START Records for this exercise

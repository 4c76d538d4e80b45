//! Key-value store for persistent application state.
//!
//! Stores string key-value pairs in SQLite. Used to persist per-category
//! sync cursors, the serialized task queue, and workflow definitions —
//! state that must survive a full restart of the owning process.
//!
//! Compound values (the task list, the workflow list) are read and replaced
//! as whole JSON documents under a single key; the store offers no
//! partial-record transactions on them.

use serde::Serialize;
use serde::de::DeserializeOwned;
use tracing::{debug, instrument};

use crate::db::Database;
use crate::error::StoreResult;

/// Persistent key-value store over the `app_state` table.
#[derive(Clone)]
pub struct StateStore {
    db: Database,
}

impl StateStore {
    /// Create a new state store backed by `db`.
    pub fn new(db: Database) -> Self {
        Self { db }
    }

    /// Get a value by key, returning `None` if not found.
    #[instrument(skip(self))]
    pub async fn get(&self, key: &str) -> StoreResult<Option<String>> {
        let key = key.to_string();
        self.db
            .execute(move |conn| {
                let result = conn.query_row(
                    "SELECT value FROM app_state WHERE key = ?1",
                    rusqlite::params![key],
                    |row| row.get(0),
                );
                match result {
                    Ok(value) => Ok(Some(value)),
                    Err(rusqlite::Error::QueryReturnedNoRows) => Ok(None),
                    Err(e) => Err(e.into()),
                }
            })
            .await
    }

    /// Set a value for a key (insert or update).
    #[instrument(skip(self, value))]
    pub async fn set(&self, key: &str, value: &str) -> StoreResult<()> {
        let key = key.to_string();
        let value = value.to_string();
        self.db
            .execute(move |conn| {
                conn.execute(
                    "INSERT INTO app_state (key, value) VALUES (?1, ?2) \
                     ON CONFLICT(key) DO UPDATE SET value = excluded.value",
                    rusqlite::params![key, value],
                )?;
                debug!(key = %key, "app state updated");
                Ok(())
            })
            .await
    }

    /// Delete a key, returning `true` if it existed.
    #[instrument(skip(self))]
    pub async fn delete(&self, key: &str) -> StoreResult<bool> {
        let key = key.to_string();
        self.db
            .execute(move |conn| {
                let deleted = conn.execute(
                    "DELETE FROM app_state WHERE key = ?1",
                    rusqlite::params![key],
                )?;
                Ok(deleted > 0)
            })
            .await
    }

    /// Get a value deserialized from JSON, returning `None` if absent.
    pub async fn get_json<T: DeserializeOwned>(&self, key: &str) -> StoreResult<Option<T>> {
        match self.get(key).await? {
            Some(raw) => Ok(Some(serde_json::from_str(&raw)?)),
            None => Ok(None),
        }
    }

    /// Set a value serialized as JSON.
    pub async fn set_json<T: Serialize>(&self, key: &str, value: &T) -> StoreResult<()> {
        let raw = serde_json::to_string(value)?;
        self.set(key, &raw).await
    }
}

// ── tests ────────────────────────────────────────────────────────────
//! Sync configuration.
//!
//! Deserialized from TOML; every field has a default so an empty document
//! is a valid configuration.

use serde::Deserialize;

use curator_client::Category;

use crate::error::SyncResult;

/// Default seconds between incremental sync passes.
const DEFAULT_INTERVAL_SECS: u64 = 900;

/// Default per-request timeout in milliseconds.
const DEFAULT_TIMEOUT_MS: u64 = 2_800;

/// Settings for the sync pipeline.
#[derive(Debug, Clone, Deserialize)]
pub struct SyncConfig {
    /// Seconds between periodic incremental passes.
    #[serde(default = "default_interval_secs")]
    pub interval_secs: u64,

    /// Per-request timeout in milliseconds, passed through to the client.
    #[serde(default = "default_timeout_ms")]
    pub timeout_ms: u64,

    /// Categories to replicate, in sync order.
    #[serde(default = "default_categories")]
    pub categories: Vec<Category>,
}

fn default_interval_secs() -> u64 {
    DEFAULT_INTERVAL_SECS
}

fn default_timeout_ms() -> u64 {
    DEFAULT_TIMEOUT_MS
}

fn default_categories() -> Vec<Category> {
    Category::ALL.to_vec()
}

impl Default for SyncConfig {
    fn default() -> Self {
        Self {
            interval_secs: DEFAULT_INTERVAL_SECS,
            timeout_ms: DEFAULT_TIMEOUT_MS,
            categories: default_categories(),
        }
    }
}

impl SyncConfig {
    /// Parse a TOML document.
    pub fn from_toml_str(raw: &str) -> SyncResult<Self> {
        Ok(toml::from_str(raw)?)
    }
}

// ── tests ────────────────────────────────────────────────────────────

#[cfg(test)]
mod tests {
    use super::*;

    #[test]
    fn empty_document_uses_defaults() {
        let config = SyncConfig::from_toml_str("").unwrap();
        assert_eq!(config.interval_secs, DEFAULT_INTERVAL_SECS);
        assert_eq!(config.timeout_ms, DEFAULT_TIMEOUT_MS);
        assert_eq!(config.categories.len(), Category::ALL.len());
    }

    #[test]
    fn explicit_values_override_defaults() {
        let config = SyncConfig::from_toml_str(
            r#"
            interval_secs = 60
            categories = ["bookmarks", "posts"]
            "#,
        )
        .unwrap();
        assert_eq!(config.interval_secs, 60);
        assert_eq!(
            config.categories,
            vec![Category::Bookmarks, Category::Posts]
        );
        assert_eq!(config.timeout_ms, DEFAULT_TIMEOUT_MS);
    }

    #[test]
    fn malformed_document_is_an_error() {
        assert!(SyncConfig::from_toml_str("interval_secs = \"soon\"").is_err());
    }
}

END Records for this exercise

◆ Your assignment:
Retrieve each line of the data in which the word "returning" can be found.

◆ Result for this exercise:
    /// Get a value by key, returning `None` if not found.
    /// Delete a key, returning `true` if it existed.
    /// Get a value deserialized from JSON, returning `None` if absent.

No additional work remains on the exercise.